impl PvProvider {
    /// Start a provider with default settings
    pub fn start<B: Backend>(backend: B) -> Result<PvProvider, PvError> {
        ProviderBuilder::new(backend).start()
    }

    pub fn name(&self) -> &str {
        self.core.name()
    }

    /// Create a new consumer facade for the named variable
    pub fn create_pv_support(&self, name: &str) -> Result<PvSupport, PvError> {
        let (pv, consumer) = self.core.open(name)?;
        let support = self
            .core
            .with_registry(|reg| PvSupport::new(self.core.clone(), &reg.pvs[pv], pv, consumer));
        Ok(support)
    }

    /// Create a facade, requiring the variable to hold values of the given type
    pub fn create_pv_support_as(
        &self,
        name: &str,
        value_type: ValueType,
    ) -> Result<PvSupport, PvError> {
        let support = self.create_pv_support(name)?;
        if support.value_type() != value_type {
            return Err(PvError::TypeMismatch(format!(
                "{name} holds {} values, not {value_type}",
                support.value_type()
            )));
        }
        Ok(support)
    }

    pub fn is_shut_down(&self) -> bool {
        self.dispatcher.is_none()
    }

    /// Stop the dispatch loop, worker pool and retry timer, and wait for their threads.
    ///
    /// Existing facades stay valid, but every further operation on them fails with
    /// [`PvError::Unavailable`].
    pub fn shutdown(&mut self) {
        let Some(dispatcher) = self.dispatcher.take() else {
            return;
        };
        debug!("Shutting down provider '{}'", self.name());
        let released = self.core.with_registry(|reg| {
            reg.shutdown = true;
            reg.request_wake();
            reg.pvs
                .iter_mut()
                .flat_map(|pv| pv.clear_subscriptions())
                .collect::<Vec<_>>()
        });
        if dispatcher.thread().id() != thread::current().id() && dispatcher.join().is_err() {
            error!("Dispatch thread for '{}' panicked", self.name());
        }
        self.core.pool.shutdown();
        self.core.timer.shutdown();
        drop(released);
        info!("Provider '{}' shut down", self.name());
    }
}

impl Drop for PvProvider {
    fn drop(&mut self) {
        self.shutdown();
    }
}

◆ ◆ ◆

» **Task goal**
Please return only the lines above, starting at the line that has "with default settings" and ending at the line that has "pub fn shutdown(&mut", keeping both and leaving each one unchanged.

» **Solved exercise**
    /// Start a provider with default settings
    pub fn start<B: Backend>(backend: B) -> Result<PvProvider, PvError> {
        ProviderBuilder::new(backend).start()
    }

    pub fn name(&self) -> &str {
        self.core.name()
    }

    /// Create a new consumer facade for the named variable
    pub fn create_pv_support(&self, name: &str) -> Result<PvSupport, PvError> {
        let (pv, consumer) = self.core.open(name)?;
        let support = self
            .core
            .with_registry(|reg| PvSupport::new(self.core.clone(), &reg.pvs[pv], pv, consumer));
        Ok(support)
    }

    /// Create a facade, requiring the variable to hold values of the given type
    pub fn create_pv_support_as(
        &self,
        name: &str,
        value_type: ValueType,
    ) -> Result<PvSupport, PvError> {
        let support = self.create_pv_support(name)?;
        if support.value_type() != value_type {
            return Err(PvError::TypeMismatch(format!(
                "{name} holds {} values, not {value_type}",
                support.value_type()
            )));
        }
        Ok(support)
    }

    pub fn is_shut_down(&self) -> bool {
        self.dispatcher.is_none()
    }

    /// Stop the dispatch loop, worker pool and retry timer, and wait for their threads.
    ///
    /// Existing facades stay valid, but every further operation on them fails with
    /// [`PvError::Unavailable`].
    pub fn shutdown(&mut self) {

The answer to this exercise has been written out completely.